Inquiry: Entry and link type namespacing

thedavidmeister · December 9, 2019, 3:48pm

there’s more than names to consider when wanting to link across zomes as link validation depends on base validation

pauldaoust · December 9, 2019, 5:42pm

heh, @freesig and I were just walking through this very issue on Thursday… to me it would seem that including a crate into your zome, you should have the privilege of namespacing its entries and functions however you like. Functions is easy: you can only define zome functions inside the mod marked with #[zome], and you can choose to expose as many or as few as the lib crate’s functions as zome functions as you like, with whatever name you like.

Entry/link types are harder, especially because (a) that mixin crate’s helper functions need to know what namespace you’ve given everything, and (b) you can’t opt in/out of this or that entry type definition cuz you don’t know which ones are needed internally. That’s the risk of allowing a mixin crate to write its own data, I guess. To those with better Rust chops than I have (which is probably everyone here), can anyone think of a tidy way to do this, with or without macros? And as @freesig said, maybe allowing a mixin crate to write its own data is irregular compared to other stacks (app + relational DB) where the data layer is separate?

Good quote I think this is a useful framing that might help guide the outcome of this discussion.

@freesig did you determine if this was actually true vs me just talking through my hat?

@thedavidmeister without knowing what the “more [things] to consider” are, this feels important to dig into.
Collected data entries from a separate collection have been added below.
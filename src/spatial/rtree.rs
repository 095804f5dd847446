//! R-tree index over measured node boxes using the rstar crate.
//!
//! Provides:
//! - The drawing's bounding box (the root envelope)
//! - Point hit testing in stage coordinates

use rstar::{AABB, Envelope, PointDistance, RTree, RTreeObject};

use crate::tree::NodeKey;

/// A node's rendered box with its draw order.
#[derive(Debug, Clone, PartialEq)]
pub struct NodeBox {
    /// The node's structural key.
    pub key: NodeKey,
    /// Draw order; later boxes paint over earlier ones.
    pub order: usize,
    /// Top-left corner.
    pub min: [f32; 2],
    /// Bottom-right corner.
    pub max: [f32; 2],
}

impl NodeBox {
    /// Create a box from its top-left corner and size.
    pub fn new(key: NodeKey, order: usize, left: f32, top: f32, width: f32, height: f32) -> Self {
        Self {
            key,
            order,
            min: [left, top],
            max: [left + width, top + height],
        }
    }
}

impl RTreeObject for NodeBox {
    type Envelope = AABB<[f32; 2]>;

    fn envelope(&self) -> Self::Envelope {
        AABB::from_corners(self.min, self.max)
    }
}

impl PointDistance for NodeBox {
    fn distance_2(&self, point: &[f32; 2]) -> f32 {
        self.envelope().distance_2(point)
    }

    fn contains_point(&self, point: &[f32; 2]) -> bool {
        self.envelope().contains_point(point)
    }
}

/// Spatial index for measured node boxes.
///
/// Uses an R*-tree, bulk loaded once per render pass.
pub struct SpatialIndex {
    tree: RTree<NodeBox>,
}

impl std::fmt::Debug for SpatialIndex {
    fn fmt(&self, f: &mut std::fmt::Formatter<'_>) -> std::fmt::Result {
        f.debug_struct("SpatialIndex")
            .field("len", &self.tree.size())
            .finish()
    }
}

impl SpatialIndex {
    /// Create a new empty spatial index.
    pub fn new() -> Self {
        Self { tree: RTree::new() }
    }

    /// Build an index from a set of boxes.
    pub fn from_boxes(boxes: Vec<NodeBox>) -> Self {
        Self {
            tree: RTree::bulk_load(boxes),
        }
    }

    /// Axis-aligned bounds of every box as `(min, max)`, or None if empty.
    pub fn bounds(&self) -> Option<([f32; 2], [f32; 2])> {
        if self.is_empty() {
            return None;
        }
        let envelope = self.tree.root().envelope();
        Some((envelope.lower(), envelope.upper()))
    }

    /// The topmost box containing a point.
    pub fn node_at(&self, x: f32, y: f32) -> Option<&NodeKey> {
        self.tree
            .locate_all_at_point(&[x, y])
            .max_by_key(|b| b.order)
            .map(|b| &b.key)
    }

    /// Get the number of boxes in the index.
    pub fn len(&self) -> usize {
        self.tree.size()
    }

    /// Check if the index is empty.
    pub fn is_empty(&self) -> bool {
        self.tree.size() == 0
    }
}

impl Default for SpatialIndex {
    fn default() -> Self {
        Self::new()
    }
}
//! Fixed per-deployment configuration for the tree view.
//!
//! The wasm entry points always use [`TreeViewConfig::default`]. Rust callers
//! (and tests) can construct a custom config to exercise other geometries.

/// Geometry and timing constants for the tree view.
#[derive(Debug, Clone)]
pub struct TreeViewConfig {
    /// Radius of the circular node glyph.
    pub node_radius: f32,
    /// Nominal width of a node box.
    pub node_width: f32,
    /// Nominal height of a node box.
    pub node_height: f32,
    /// Base horizontal spacing between consecutive in-order ranks.
    pub horizontal_gap: f32,
    /// Vertical spacing between tree levels.
    pub vertical_gap: f32,
    /// Minimum gap kept between two node boxes.
    pub min_gap: f32,
    /// Delay between consecutive highlight steps (ms).
    pub animation_delay_ms: u32,
    /// How long a node stays highlighted (ms).
    pub highlight_duration_ms: u32,
    /// Padding added to the content size on each axis of the stage.
    pub stage_padding: f32,
    /// Margin subtracted from the viewport width before scaling.
    pub viewport_margin: f32,
    /// Lower bound for the responsive shrink factor.
    pub min_scale: f32,
    /// Viewport width assumed when the container reports none.
    pub fallback_viewport_width: f32,
    /// Minimum container height.
    pub min_container_height: f32,
    /// Extra container height below the deepest level.
    pub container_height_slack: f32,
}

impl Default for TreeViewConfig {
    fn default() -> Self {
        Self {
            node_radius: 25.0,
            node_width: 50.0,
            node_height: 50.0,
            horizontal_gap: 120.0,
            vertical_gap: 100.0,
            min_gap: 12.0,
            animation_delay_ms: 600,
            highlight_duration_ms: 700,
            stage_padding: 40.0,
            viewport_margin: 40.0,
            min_scale: 0.35,
            fallback_viewport_width: 800.0,
            min_container_height: 400.0,
            container_height_slack: 60.0,
        }
    }
}

impl TreeViewConfig {
    /// Horizontal distance between consecutive in-order ranks.
    ///
    /// Never smaller than a node box plus the minimum gap, so neighbouring
    /// boxes cannot touch regardless of the configured gap.
    pub fn spacing(&self) -> f32 {
        self.horizontal_gap.max(self.node_width + self.min_gap)
    }

    /// Container height needed for a tree whose deepest level is `max_depth`.
    pub fn container_height(&self, max_depth: u32) -> f32 {
        let tree_height = (max_depth as f32 + 1.0) * self.vertical_gap + self.node_height;
        self.min_container_height
            .max(tree_height + self.container_height_slack)
    }
}
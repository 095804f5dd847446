//! Path highlight animation.
//!
//! [`HighlightSchedule`] is the pure timeline; [`PathAnimator`] plays it
//! against DOM elements with `setTimeout`, guarded by per-container
//! generations so a re-render silences stale callbacks.

pub mod generation;
mod schedule;
mod timers;

pub use generation::Generation;
pub use schedule::{HighlightSchedule, HighlightStep};
pub use timers::{HIGHLIGHT_CLASS, PathAnimator};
Could you elaborate? I’m picturing two scenarios:

link validity depends on validity of base, doesn’t depend on knowledge of the base’s content
link validity depends on validity + content of base, which would probably require some cross-zome code sharing (struct def + deserialisation at least) to get working

thedavidmeister · December 11, 2019, 11:55am

validation needs to be deterministic and reproduceable by everyone, if you need to do validation across zomes, and end-users are deciding what those zomes are at runtime, then different people will have different opinions on validity

also the validation logic is happening “over there” which needs to be handled, probably at the subconscious layer, so it doesn’t just fail when the current zome fails to find the base entries

pauldaoust · December 11, 2019, 3:54pm

I thought it’s the developer who chooses which zomes go into the DNA, and the user can only make choices about whether to swap one bridged DNA for another (and then only when the developer has specified that a bridge dependency can be satisfied with a trait rather than a specific DNA hash)? To clarify, here we’re talking about entries and links that all live on the same DHT but whose types are defined in separate modules.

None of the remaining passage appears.